Purification and characterization of the assimilatory nitrate reductase of Azotobacter vinelandii

Abstract

1. A soluble reduced Methyl Viologen-dependent assimilatory nitrate reductase from Azotobacter vinelandii strain UW136 grown aerobically on nitrate was purified to homogeneity by the criteria of nitrate reductase activity staining, and coincidence of a Coomassie Blue-staining protein band on polyacrylamide gels run under non-denaturing conditions. The specific activity was 3 μmol of NO2- formed/min per mg of protein. 2. Gel filtration on Superose-12 and SDS/PAGE showed that the enzyme had an M(r) of 105000 and was monomeric.

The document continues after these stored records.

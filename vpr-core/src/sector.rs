use crate::Position;
use nalgebra::Point2;
use num_traits::Float;

#[cfg(feature = "serde-serialize")]
use serde::{Deserialize, Serialize};

/// A camera's field-of-view sector: the triangular wedge of ground assumed
/// visible from `origin`. `edge1` and `edge2` are the far corners of the wedge,
/// one on each side of the heading.
///
/// The triangle is simple (non-self-intersecting) whenever it was built from a
/// view angle below π. A zero-area sector, with all three vertices coincident,
/// is a valid degenerate value; overlap computations must treat it as
/// overlapping nothing rather than fail.
#[derive(Debug, Clone, Copy, PartialEq, PartialOrd)]
#[cfg_attr(feature = "serde-serialize", derive(Serialize, Deserialize))]
pub struct ViewSector {
    /// The camera position the wedge protrudes from.
    pub origin: Position,
    /// Far corner of the wedge on the counter-clockwise side of the heading.
    pub edge1: Position,
    /// Far corner of the wedge on the clockwise side of the heading.
    pub edge2: Position,
}

impl ViewSector {
    /// The vertices of the sector triangle in construction order.
    pub fn vertices(&self) -> [Point2<f64>; 3] {
        [self.origin.0, self.edge1.0, self.edge2.0]
    }

    /// Area of the sector triangle via the cross product of its edge vectors.
    pub fn area(&self) -> f64 {
        let a = self.edge1.0 - self.origin.0;
        let b = self.edge2.0 - self.origin.0;
        0.5 * (a.x * b.y - a.y * b.x).abs()
    }

    /// Whether the sector has collapsed to zero area and therefore cannot
    /// overlap anything.
    pub fn is_degenerate(&self) -> bool {
        self.area() == 0.0
    }
}

#[cfg(test)]
mod tests {
    use super::*;

    #[test]
    fn area_of_a_right_triangle() {
        let sector = ViewSector {
            origin: Position::new(0.0, 0.0),
            edge1: Position::new(4.0, 0.0),
            edge2: Position::new(0.0, 3.0),
        };
        assert_eq!(sector.area(), 6.0);
        assert!(!sector.is_degenerate());
    }

    #[test]
    fn coincident_vertices_are_degenerate() {
        let p = Position::new(5.0, 5.0);
        let sector = ViewSector {
            origin: p,
            edge1: p,
            edge2: p,
        };
        assert_eq!(sector.area(), 0.0);
        assert!(sector.is_degenerate());
    }

    #[test]
    fn area_ignores_winding() {
        let ccw = ViewSector {
            origin: Position::new(0.0, 0.0),
            edge1: Position::new(2.0, 0.0),
            edge2: Position::new(0.0, 2.0),
        };
        let cw = ViewSector {
            origin: Position::new(0.0, 0.0),
            edge1: Position::new(0.0, 2.0),
            edge2: Position::new(2.0, 0.0),
        };
        assert_eq!(ccw.area(), cw.area());
    }
}
//! Builders for the per-pair target vectors consumed by the regression loss.
//!
//! Both builders produce one value per query/reference pair of a batch, ready
//! to be passed to [`TupleLoss::regression_loss`](crate::TupleLoss) or
//! [`TupleLoss::forward`](crate::TupleLoss::forward). They are computed once
//! per batch from the GPS records and consumed immediately; nothing is
//! persisted.

use ndarray::Array1;
use vpr_core::{Heading, Position};
use vpr_geom::sector::{batch_ious, FieldOfView};

/// Ground-truth geographic distance from a query to each of its references,
/// in the units of the position coordinate system.
pub fn geographic_targets(query: Position, references: &[Position]) -> Array1<f64> {
    references
        .iter()
        .map(|&reference| query.distance(reference))
        .collect()
}

/// Overlap-based supervision for one tuple: target distances together with the
/// relevance weights the continuous IoU loss expects.
#[derive(Debug, Clone, PartialEq)]
pub struct OverlapTargets {
    /// `1 - IoU` per reference: cameras that see the same scene should embed
    /// close together.
    pub targets: Array1<f64>,
    /// The raw IoU per reference, used as the continuous relevance weight.
    pub relevance: Array1<f64>,
}

/// Builds overlap supervision for a query camera against its references.
///
/// Each camera's view sector is constructed with `fov`, and every reference
/// gets a target of `1 - IoU` with relevance `IoU`. Degenerate sectors
/// (zero view distance or angle) produce an IoU of 0 and therefore a target
/// of 1 with zero relevance.
pub fn overlap_targets(
    fov: &FieldOfView,
    query: (Position, Heading),
    references: &[(Position, Heading)],
) -> OverlapTargets {
    let query_sector = fov.sector(query.0, query.1);
    let reference_sectors = fov.sectors(references.iter().copied());
    let relevance = batch_ious(&query_sector, &reference_sectors);
    let targets = relevance.iter().map(|&overlap| 1.0 - overlap).collect();
    OverlapTargets {
        targets,
        relevance: Array1::from_vec(relevance),
    }
}

#[cfg(test)]
mod tests {
    use super::*;

    #[test]
    fn geographic_targets_are_plain_distances() {
        let query = Position::new(0.0, 0.0);
        let references = [
            Position::new(3.0, 4.0),
            Position::new(0.0, 0.0),
            Position::new(-6.0, 8.0),
        ];
        let targets = geographic_targets(query, &references);
        assert_eq!(targets, ndarray::array![5.0, 0.0, 10.0]);
    }

    #[test]
    fn overlap_targets_complement_relevance() {
        let fov = FieldOfView::new();
        let query = (Position::new(0.0, 0.0), Heading(0.0));
        let references = [
            (Position::new(0.0, 0.0), Heading(0.0)),
            (Position::new(0.0, 0.0), Heading(45.0)),
            (Position::new(5000.0, 0.0), Heading(0.0)),
        ];
        let supervision = overlap_targets(&fov, query, &references);
        assert_eq!(supervision.targets.len(), 3);
        for (target, relevance) in supervision
            .targets
            .iter()
            .zip(supervision.relevance.iter())
        {
            assert!((target + relevance - 1.0).abs() < 1e-12);
        }
        // Identical cameras overlap fully, far-away ones not at all.
        assert_eq!(supervision.relevance[0], 1.0);
        assert!(supervision.relevance[1] > 0.0 && supervision.relevance[1] < 1.0);
        assert_eq!(supervision.relevance[2], 0.0);
    }

    #[test]
    fn degenerate_fov_yields_zero_relevance() {
        let fov = FieldOfView::new().view_angle(0.0);
        let supervision = overlap_targets(
            &fov,
            (Position::new(0.0, 0.0), Heading(0.0)),
            &[(Position::new(0.0, 0.0), Heading(0.0))],
        );
        assert_eq!(supervision.relevance[0], 0.0);
        assert_eq!(supervision.targets[0], 1.0);
    }
}
use core::fmt::Formatter;

use crate::data_type::DataType;
use crate::nmt::NmtState;
use crate::prelude::*;

#[derive(Clone, Eq, PartialEq)]
pub enum ErrorCode {
    InvalidArgument { more_info: String },
    InvalidState { state: NmtState },
    NotFound { index: u16, sub_index: u8 },
    ReadOnly { index: u16, sub_index: u8 },
    WriteOnly { index: u16, sub_index: u8 },
    LengthMismatch { index: u16, sub_index: u8, expected: usize, actual: usize },
    InvalidSize { bytes: usize },
    MappingInvalid { slot: usize, cause: Box<ErrorCode> },
    LockTimeout,
    LockFailure,
    IoFailure,
    InvalidStandardId { cob_id: u16 },
    FrameCreationFailed { data: Vec<u8> },
    StringToValueFailed { data_type: DataType, str: String },
    SectionParseFailed { section_name: String, more_info: String },
}

impl ErrorCode {
    pub(crate) fn invalid_argument(more_info: &str) -> Self {
        ErrorCode::InvalidArgument { more_info: more_info.to_string() }
    }
}

impl Debug for ErrorCode {
    fn fmt(&self, f: &mut Formatter<'_>) -> fmt::Result {
        match self {
            ErrorCode::InvalidArgument { more_info } => write!(f, "Invalid argument: {}", more_info),
            ErrorCode::InvalidState { state } => write!(f, "Operation not allowed in state {:?}", state),
            ErrorCode::NotFound { index, sub_index } =>
                write!(f, "No object on ({:#06x}, {:#04x})", index, sub_index),
            ErrorCode::ReadOnly { index, sub_index } =>
                write!(f, "Object ({:#06x}, {:#04x}) is read only", index, sub_index),
            ErrorCode::WriteOnly { index, sub_index } =>
                write!(f, "Object ({:#06x}, {:#04x}) is write only", index, sub_index),
            ErrorCode::LengthMismatch { index, sub_index, expected, actual } =>
                write!(f, "Object ({:#06x}, {:#04x}) has {} bytes, requested {}",
                       index, sub_index, actual, expected),
            ErrorCode::InvalidSize { bytes } => write!(f, "Mapping needs {} bytes, frame holds 8", bytes),
            ErrorCode::MappingInvalid { slot, cause } =>
                write!(f, "Mapping of rpdo slot {} is invalid: {:?}", slot, cause),
            ErrorCode::LockTimeout => write!(f, "Timed out waiting for the object lock"),
            ErrorCode::LockFailure => write!(f, "Failed to acquire the object lock"),
            ErrorCode::IoFailure => write!(f, "CAN transmit failed"),
            ErrorCode::InvalidStandardId { cob_id } => write!(f, "Invalid Standard ID: {:#x}", cob_id),
            ErrorCode::FrameCreationFailed { data } => write!(f, "Frame creation failed, data: {:x?}", data),
            ErrorCode::StringToValueFailed { data_type, str } =>
                write!(f, "String conversion failed, data_type = {:?}, str = '{:?}'", data_type, str),
            ErrorCode::SectionParseFailed { section_name, more_info } =>
                write!(f, "Processed section failed, section_name: {:?}, more info: {:?}",
                       section_name, more_info),
        }
    }
}
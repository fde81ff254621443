use bitfield_struct::bitfield;
use embedded_can::{nb::Can, Frame};

use crate::constant::{
    APPLICATION_REGISTERS_RANGE, BOOT_UP_PAYLOAD, COB_FUNC_NMT, COB_FUNC_NMT_ERROR_CONTROL,
    COMMUNICATION_REGISTERS_RANGE, MAX_NODE_ID, NMT_BROADCAST_NODE_ID,
};
use crate::diagnostics::FailureEvent;
use crate::error::ErrorCode;
use crate::node::Node;
use crate::prelude::*;
use crate::services::Services;
use crate::util::get_cob_id;
use crate::{debug, info, warn};

/// Network management state of the node.
#[derive(Debug, Clone, Copy, PartialEq, Eq, Hash)]
pub enum NmtState {
    /// Not a state the node can be put into; only decoded from unknown codes.
    Invalid,
    Initializing,
    PreOperational,
    Operational,
    Stopped,
}

impl NmtState {
    /// Code carried in the heartbeat and boot-up messages.
    pub fn heartbeat_code(&self) -> u8 {
        match self {
            NmtState::Initializing => 0x00,
            NmtState::Stopped => 0x04,
            NmtState::Operational => 0x05,
            NmtState::PreOperational => 0x7F,
            NmtState::Invalid => 0xFF,
        }
    }

    pub fn from_heartbeat_code(code: u8) -> Self {
        match code {
            0x00 => NmtState::Initializing,
            0x04 => NmtState::Stopped,
            0x05 => NmtState::Operational,
            0x7F => NmtState::PreOperational,
            _ => NmtState::Invalid,
        }
    }

    pub fn allowed_objects(&self) -> AllowedObjects {
        let none = AllowedObjects::new();
        match self {
            NmtState::Invalid | NmtState::Initializing => none,
            NmtState::PreOperational => none
                .with_sdo(true)
                .with_sync(true)
                .with_time(true)
                .with_emcy(true)
                .with_nmt(true),
            NmtState::Operational => none
                .with_pdo(true)
                .with_sdo(true)
                .with_sync(true)
                .with_time(true)
                .with_emcy(true)
                .with_nmt(true),
            NmtState::Stopped => none.with_nmt(true),
        }
    }
}

pub fn encode_state(state: NmtState) -> u8 {
    state.heartbeat_code()
}

pub fn decode_state(code: u8) -> NmtState {
    NmtState::from_heartbeat_code(code)
}

/// Communication objects the node may process in its current state.
#[bitfield(u8)]
pub struct AllowedObjects {
    pub pdo: bool,
    pub sdo: bool,
    pub sync: bool,
    pub time: bool,
    pub emcy: bool,
    pub nmt: bool,
    #[bits(2)]
    _reserved: u8,
}

impl AllowedObjects {
    pub fn bits(&self) -> u8 {
        u8::from(*self)
    }
}

/// Command specifier of a frame on the NMT identifier.
#[derive(Debug, Clone, Copy, PartialEq, Eq)]
pub enum NmtCommand {
    Start = 0x01,
    Stop = 0x02,
    EnterPreOperational = 0x80,
    ResetNode = 0x81,
    ResetCommunication = 0x82,
}

impl NmtCommand {
    pub fn from_code(code: u8) -> Option<Self> {
        match code {
            0x01 => Some(NmtCommand::Start),
            0x02 => Some(NmtCommand::Stop),
            0x80 => Some(NmtCommand::EnterPreOperational),
            0x81 => Some(NmtCommand::ResetNode),
            0x82 => Some(NmtCommand::ResetCommunication),
            _ => None,
        }
    }

    pub fn code(&self) -> u8 {
        *self as u8
    }
}

#[derive(Debug, Clone, Copy, PartialEq, Eq)]
pub enum ResetKind {
    /// Reload application and communication parameters.
    Node,
    /// Reload communication parameters only.
    Communication,
}

impl<CAN, S> Node<CAN, S> where CAN: Can, CAN::Frame: Frame + Debug, S: Services {
    pub fn state(&self) -> NmtState {
        self.state
    }

    pub fn allowed_objects(&self) -> AllowedObjects {
        self.allowed
    }

    /// Move to `target`.
    ///
    /// Entering OPERATIONAL from any other state rebuilds the transmit PDO
    /// table and the receive PDO table first; if either fails the node stays
    /// where it was. While INITIALIZING the only way out is PRE-OPERATIONAL.
    pub fn set_state(&mut self, target: NmtState) -> Result<(), ErrorCode> {
        let current = self.state;
        if target == NmtState::Invalid {
            return Err(ErrorCode::invalid_argument("INVALID is not a reachable state"));
        }
        if current == NmtState::Initializing
            && !matches!(target, NmtState::Initializing | NmtState::PreOperational) {
            return Err(ErrorCode::InvalidState { state: current });
        }

        if target == NmtState::Operational && current != NmtState::Operational {
            self.services.init_tpdo()?;
            self.init_rpdo()?;
        }

        if target != current {
            info!("NMT state {:?} -> {:?}", current, target);
            self.state = target;
            if let Some(hook) = self.state_hook.as_mut() {
                hook(self.node_id, target);
            }
        }
        self.allowed = target.allowed_objects();
        Ok(())
    }

    /// Send the boot-up message and enter PRE-OPERATIONAL.
    ///
    /// The state change happens even when the frame could not be sent; the
    /// send failure is still returned.
    pub fn boot_up(&mut self) -> Result<(), ErrorCode> {
        if self.state != NmtState::Initializing {
            return Err(ErrorCode::InvalidState { state: self.state });
        }
        let sent = self.send_frame(
            COB_FUNC_NMT_ERROR_CONTROL | self.node_id as u16,
            &[BOOT_UP_PAYLOAD],
        );
        self.set_state(NmtState::PreOperational)?;
        sent
    }

    pub fn reset(&mut self, kind: ResetKind) -> Result<(), ErrorCode> {
        let mut boot_up_owed = false;
        if self.state != NmtState::Initializing {
            self.set_state(NmtState::Initializing)?;
            boot_up_owed = true;
        }

        if kind == ResetKind::Node {
            if let Err(err) = self.object_directory.restore_defaults(APPLICATION_REGISTERS_RANGE) {
                return Err(self.fail(FailureEvent::ResetApplication, err));
            }
        }
        self.reset_communication()?;

        if boot_up_owed {
            if let Err(err) = self.boot_up() {
                self.report(FailureEvent::BootUp, &err);
            }
        }
        Ok(())
    }

    fn reset_communication(&mut self) -> Result<(), ErrorCode> {
        if let Err(err) = self.object_directory.restore_defaults(COMMUNICATION_REGISTERS_RANGE) {
            return Err(self.fail(FailureEvent::ResetCommunication, err));
        }
        self.clear_rpdo();
        self.services.clear_timers();

        // No rollback: whatever was brought up before a failure stays up.
        self.services.init_heartbeat().map_err(|err| self.fail(FailureEvent::HeartbeatInit, err))?;
        self.services.init_sdo().map_err(|err| self.fail(FailureEvent::SdoInit, err))?;
        self.services.reset_can().map_err(|err| self.fail(FailureEvent::CanReset, err))?;
        self.services.init_emergency().map_err(|err| self.fail(FailureEvent::EmergencyInit, err))?;
        self.services.init_sync().map_err(|err| self.fail(FailureEvent::SyncInit, err))?;
        debug!("communication reset done");
        Ok(())
    }

    pub fn set_node_id(&mut self, node_id: u8) -> Result<(), ErrorCode> {
        if node_id == 0 || node_id > MAX_NODE_ID {
            return Err(ErrorCode::invalid_argument("node id must be within 1..=127"));
        }
        if self.state != NmtState::Initializing {
            return Err(ErrorCode::InvalidState { state: self.state });
        }
        self.node_id = node_id;
        self.object_directory.set_node_id(node_id);
        Ok(())
    }

    /// Returns `true` when the frame was on the NMT identifier, i.e. it is
    /// consumed here whether or not it was addressed to this node.
    pub fn handle_nmt_frame(&mut self, frame: &CAN::Frame) -> bool {
        if get_cob_id(frame) != Some(COB_FUNC_NMT) {
            return false;
        }
        if frame.is_remote_frame() {
            debug!("remote frame on the NMT identifier dropped");
            return true;
        }
        let data = frame.data();
        if data.len() < 2 {
            warn!("NMT frame too short: {:?}", frame);
            return true;
        }
        let (cs, target) = (data[0], data[1]);
        if target != self.node_id && target != NMT_BROADCAST_NODE_ID {
            return true;
        }

        let result = match NmtCommand::from_code(cs) {
            Some(NmtCommand::Start) => self.set_state(NmtState::Operational),
            Some(NmtCommand::Stop) => self.set_state(NmtState::Stopped),
            Some(NmtCommand::EnterPreOperational) => self.set_state(NmtState::PreOperational),
            Some(NmtCommand::ResetNode) => self.reset(ResetKind::Node),
            Some(NmtCommand::ResetCommunication) => self.reset(ResetKind::Communication),
            None => {
                debug!("unknown NMT command {:#x}", cs);
                Ok(())
            }
        };
        if let Err(err) = result {
            self.report(FailureEvent::NmtCommand, &err);
        }
        true
    }
}

#[cfg(test)]
mod tests {
    use super::*;

    #[test]
    fn test_heartbeat_codes() {
        assert_eq!(NmtState::PreOperational.heartbeat_code(), 127);
        assert_eq!(NmtState::Stopped.heartbeat_code(), 4);
        assert_eq!(decode_state(5), NmtState::Operational);
        assert_eq!(decode_state(0), NmtState::Initializing);
        assert_eq!(decode_state(0x42), NmtState::Invalid);
        assert_eq!(encode_state(NmtState::Invalid), 0xFF);
        for state in [
            NmtState::Invalid,
            NmtState::Initializing,
            NmtState::PreOperational,
            NmtState::Operational,
            NmtState::Stopped,
        ] {
            assert_eq!(decode_state(encode_state(state)), state);
        }
    }

    #[test]
    fn test_allowed_objects_per_state() {
        assert_eq!(NmtState::Initializing.allowed_objects().bits(), 0);
        assert_eq!(NmtState::Invalid.allowed_objects().bits(), 0);
        assert_eq!(NmtState::Operational.allowed_objects().bits(), 0b0011_1111);
        assert_eq!(NmtState::PreOperational.allowed_objects().bits(), 0b0011_1110);
        let stopped = NmtState::Stopped.allowed_objects();
        assert!(stopped.nmt());
        assert!(!stopped.pdo());
        assert!(!stopped.sdo());
    }

    #[test]
    fn test_command_codes() {
        assert_eq!(NmtCommand::from_code(0x81), Some(NmtCommand::ResetNode));
        assert_eq!(NmtCommand::from_code(0x03), None);
        assert_eq!(NmtCommand::ResetCommunication.code(), 130);
    }
}
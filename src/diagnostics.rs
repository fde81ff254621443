use hashbrown::HashMap;

use crate::error::ErrorCode;
use crate::prelude::*;

/// Failure categories observed by the node. Each one has its own counter.
#[derive(Debug, Clone, Copy, PartialEq, Eq, Hash)]
pub enum FailureEvent {
    ResetApplication,
    ResetCommunication,
    HeartbeatInit,
    SdoInit,
    CanReset,
    EmergencyInit,
    SyncInit,
    BootUp,
    NmtCommand,
    RpdoConfig,
    RpdoDecode,
    RpdoWrite,
}

pub type FailureHook = Box<dyn FnMut(FailureEvent, &ErrorCode)>;

#[derive(Debug, Default, Clone)]
pub struct FailureCounters {
    counts: HashMap<FailureEvent, u32>,
}

impl FailureCounters {
    pub fn new() -> Self {
        FailureCounters { counts: HashMap::new() }
    }

    pub fn record(&mut self, event: FailureEvent) {
        let count = self.counts.entry(event).or_insert(0);
        *count = count.saturating_add(1);
    }

    pub fn count(&self, event: FailureEvent) -> u32 {
        self.counts.get(&event).copied().unwrap_or(0)
    }

    pub fn total(&self) -> u32 {
        self.counts.values().fold(0u32, |acc, n| acc.saturating_add(*n))
    }

    pub fn clear(&mut self) {
        self.counts.clear();
    }
}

The enzyme contained 1 Mo atom, 4 Fe atoms and 4 acid-labile sulphide atoms per molecule; no evidence for the presence of cytochrome or FAD was found. 3. Mo was present in a molybdenum cofactor, which on extraction was capable of activating apo-(nit-1) nitrate reductase present in crude extracts of nit-1 mutants of Neurospora crassa. 4. As isolated, the enzyme had e.p.r. signals assigned to Mo(V) with g-values g1 = 2.023; g2 = 1.998; g3 = 1.993 and with g(av) = 2.004 indicating an unusual environment of Mo in this enzyme. 5. Reduction with S2O42- bleached the e.p.r. signals which, on reoxidation after the addition of NO33- to initiate enzyme turnover, exhibited at short times Mo(V) signals similar to those of dissimilatory nitrate reductases, with g1 = 1.998; g2 = 1.989; g3 = 1.981 and g(av) = 1.989. Prolonged incubation subsequently gave a mixture of both e.p.r. species. 6. Neither NADH nor NADPH was effective as an electron donor, but reduced Methyl Viologen (apparent K(m) 988 μM) and reduced Bromophenol Blue (apparent K(m) 158 μM) were effective. With these donors the apparent Km values for nitrate were 70 μM and 217 μM respectively.